I didn’t know anything about the Ministry of Time before picking it up and reading it other than it being in contention for the Best Novel of 2024 in certain circles (at least that’s what I had understood prior to picking it up).
I “get” it. It’s an ambitious novel that succeeds at combining multiple genres that usually don’t mix in a way that really works.
Kaliane Bradley’s The Ministry of Time is something like three parts romance, one part thriller, one part history fiction and one part science fiction. At its heart, it’s a romance. There’s the constant longing and desire expressed by the protagonist and the “will they won’t they” throughline that is used to prop up all the other genre tropes Bradley is masterfully juggling.
What surprised me most about The Ministry of Time was the tone. It’s vulgar, it’s funny, it’s sarcastic… In a way that feels natural to me that I don’t often see in the novels I read.
Kaliane Bradley, and the narrator in The Ministry of Time, is a “passing” mixed race person raised by an immigrant mother displaced from her country and her people. This is relevant to my experience of reading through the novel because it comes up a lot in the text and because this is also my lived experience.
I can’t say that Bradley’s portrayal of this “sexy AF sailor plucked straight from the Victorian era” speaks to me in that way but there’s a lot in the Ministry of Time that does. And, it seems obvious to me that this is partially because Bradley, the narrator and I all share this common history of immigrant mothers and how important it is to our understanding who we are, where we belong and how we interact with the world.

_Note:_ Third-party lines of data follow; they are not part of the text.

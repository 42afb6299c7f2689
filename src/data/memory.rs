use std::cell::RefCell;
use std::rc::Rc;

use arrow::record_batch::RecordBatch;

use crate::data::model::{ElementKind, ValueArray};
use crate::data::source::{BoxError, Child, GroupHandle, LeafHandle};

// ---------------------------------------------------------------------------
// In-memory source backend
// ---------------------------------------------------------------------------

/// A group node of the in-memory container. Cheap to clone (shared handle to
/// the same underlying node), which also makes hard links expressible: the
/// same group attached under two names reports one `address()`.
#[derive(Clone)]
pub struct MemoryGroup {
    inner: Rc<GroupInner>,
}

#[derive(Default)]
struct GroupInner {
    children: RefCell<Vec<(String, MemoryNode)>>,
}

#[derive(Clone)]
enum MemoryNode {
    Group(MemoryGroup),
    Leaf(MemoryLeaf),
}

/// A leaf node of the in-memory container.
#[derive(Clone, Debug)]
pub struct MemoryLeaf {
    inner: Rc<LeafInner>,
}

#[derive(Debug)]
enum LeafInner {
    /// Scalar numeric data, already materialized.
    Plain { kind: ElementKind, data: ValueArray },
    /// Tabular rows, held as an Arrow record batch.
    Structured { batch: RecordBatch },
    /// Ineligible element type (strings, references, ...). Never extracted.
    Opaque { shape: Vec<usize> },
}

impl MemoryGroup {
    /// A fresh, empty root group.
    pub fn root() -> Self {
        MemoryGroup {
            inner: Rc::new(GroupInner::default()),
        }
    }

    /// Create an empty subgroup under `name` and return its handle.
    pub fn add_group(&self, name: &str) -> MemoryGroup {
        let group = MemoryGroup::root();
        self.inner
            .children
            .borrow_mut()
            .push((name.to_string(), MemoryNode::Group(group.clone())));
        group
    }

    /// Attach an existing group under another name (a hard link). Linking a
    /// group into its own subtree creates a cycle, which extraction rejects.
    pub fn link_group(&self, name: &str, target: &MemoryGroup) {
        self.inner
            .children
            .borrow_mut()
            .push((name.to_string(), MemoryNode::Group(target.clone())));
    }

    /// Add a floating-point leaf.
    pub fn add_floats(&self, name: &str, shape: Vec<usize>, values: Vec<f64>) {
        debug_assert_eq!(shape.iter().product::<usize>(), values.len());
        self.add_leaf(
            name,
            LeafInner::Plain {
                kind: ElementKind::Float,
                data: ValueArray::floats(shape, values),
            },
        );
    }

    /// Add an integer leaf.
    pub fn add_ints(&self, name: &str, shape: Vec<usize>, values: Vec<i64>) {
        debug_assert_eq!(shape.iter().product::<usize>(), values.len());
        self.add_leaf(
            name,
            LeafInner::Plain {
                kind: ElementKind::Integer,
                data: ValueArray::integers(shape, values),
            },
        );
    }

    /// Add a structured (tabular) leaf backed by an Arrow record batch.
    pub fn add_table(&self, name: &str, batch: RecordBatch) {
        self.add_leaf(name, LeafInner::Structured { batch });
    }

    /// Add a leaf with an ineligible element type; it is visible to the
    /// source but never extracted.
    pub fn add_opaque(&self, name: &str, shape: Vec<usize>) {
        self.add_leaf(name, LeafInner::Opaque { shape });
    }

    fn add_leaf(&self, name: &str, inner: LeafInner) {
        let leaf = MemoryLeaf {
            inner: Rc::new(inner),
        };
        self.inner
            .children
            .borrow_mut()
            .push((name.to_string(), MemoryNode::Leaf(leaf)));
    }
}

impl GroupHandle for MemoryGroup {
    type Leaf = MemoryLeaf;

    fn address(&self) -> u64 {
        Rc::as_ptr(&self.inner) as u64
    }

    fn children(&self) -> Result<Vec<(String, Child<Self, MemoryLeaf>)>, BoxError> {
        let children = self
            .inner
            .children
            .borrow()
            .iter()
            .map(|(name, node)| {
                let child = match node {
                    MemoryNode::Group(g) => Child::Group(g.clone()),
                    MemoryNode::Leaf(l) => Child::Leaf(l.clone()),
                };
                (name.clone(), child)
            })
            .collect();
        Ok(children)
    }
}

impl MemoryLeaf {
    /// The backing record batch, when this leaf is structured.
    pub fn table_batch(&self) -> Option<&RecordBatch> {
        match &*self.inner {
            LeafInner::Structured { batch } => Some(batch),
            _ => None,
        }
    }
}

impl LeafHandle for MemoryLeaf {
    fn element_kind(&self) -> ElementKind {
        match &*self.inner {
            LeafInner::Plain { kind, .. } => *kind,
            LeafInner::Structured { .. } => ElementKind::Structured,
            LeafInner::Opaque { .. } => ElementKind::Other,
        }
    }

    fn shape(&self) -> Vec<usize> {
        match &*self.inner {
            LeafInner::Plain { data, .. } => data.shape.clone(),
            LeafInner::Structured { batch } => vec![batch.num_rows()],
            LeafInner::Opaque { shape } => shape.clone(),
        }
    }

    fn read(&self) -> Result<ValueArray, BoxError> {
        match &*self.inner {
            LeafInner::Plain { data, .. } => Ok(data.clone()),
            LeafInner::Structured { .. } => {
                Err("structured dataset must be read through a table reader".into())
            }
            LeafInner::Opaque { .. } => Err("dataset element type is not readable".into()),
        }
    }
}
use thiserror::Error;

use crate::data::source::BoxError;

// ---------------------------------------------------------------------------
// Extraction errors
// ---------------------------------------------------------------------------

/// Everything that can go wrong while walking a container and building
/// output records. Any of these aborts the whole extraction run; no partial
/// record sequence is ever returned.
#[derive(Debug, Error)]
pub enum ExtractError {
    /// The hierarchy revisits a group (cyclic link) or a group's children
    /// cannot be enumerated.
    #[error("malformed hierarchy at '{path}': {reason}")]
    MalformedHierarchy { path: String, reason: String },

    /// Bulk extraction requires every plain leaf to share one shape.
    #[error("dataset '{path}' has shape {actual:?}, expected {expected:?}")]
    InconsistentShapes {
        expected: Vec<usize>,
        actual: Vec<usize>,
        path: String,
    },

    /// A structured leaf could not be decoded as a table.
    #[error("failed to read '{path}' as a table")]
    TabularRead {
        path: String,
        #[source]
        cause: BoxError,
    },

    /// A plain leaf could not be materialized.
    #[error("failed to read dataset '{path}'")]
    DatasetRead {
        path: String,
        #[source]
        cause: BoxError,
    },
}
//! rusty-hive – extract nested typed datasets from hierarchical scientific
//! containers into flat, plot-ready records.
//!
//! A container is an arbitrarily nested tree of named groups holding typed,
//! shaped leaf datasets (numeric arrays or tabular records). Extraction walks
//! the tree, classifies each leaf, and produces an ordered sequence of
//! [`Dataset`] records: tabular leaves become one record each, and numeric
//! leaves sharing a shape can be merged into grouped multi-component records.
//!
//! ```no_run
//! use rusty_hive::{build_records, BatchTableReader, ExtractOptions, MemoryGroup};
//!
//! let root = MemoryGroup::root();
//! root.add_floats("x", vec![3], vec![1.0, 2.0, 3.0]);
//! root.add_ints("y", vec![3], vec![4, 5, 6]);
//!
//! let options = ExtractOptions { auto_merge: true, ..Default::default() };
//! let records = build_records(&root, "run", &options, &BatchTableReader)?;
//! assert_eq!(records.len(), 1); // x and y share shape [3]
//! # Ok::<(), rusty_hive::ExtractError>(())
//! ```
//!
//! The container format itself is reached through the collaborator traits in
//! [`data::source`]; [`MemoryGroup`] is the bundled in-memory backend.
//! Styling of extracted records lives in [`visual`], a separate concern
//! consumed by plotting layers.

pub mod data;
pub mod error;
pub mod visual;

pub use data::collect::{collect_leaves, LeafEntry};
pub use data::extract::{
    build_records, extract_plain, label_base_for, DatasetSelection, ExtractOptions,
};
pub use data::memory::{MemoryGroup, MemoryLeaf};
pub use data::model::{Component, Dataset, ElementKind, ValueArray, Values};
pub use data::source::{is_container, BoxError, Child, GroupHandle, LeafHandle, CONTAINER_MAGIC};
pub use data::table::{BatchTableReader, TableColumn, TableReader};
pub use error::ExtractError;
pub use visual::{AttributeValue, ChangeSink, LineStyle, VisualAttributes, VisualError};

It’s good, it’s entertaining and I feel comfortable boosting the signal of the Ministry of Time in my own little way because of how well it portrays a lived experience of mine that I’ve never been able to put into words. Seeing parts of that experience expressed in this work that’s doing so many other impressive things warms my heart.
Although, I wonder what Bradley’s next novel will look like considering that she’s obviously self-inserted parts of herself (in a very fan fiction-y way) into the text, as the narrator. What will her next protagonist look like?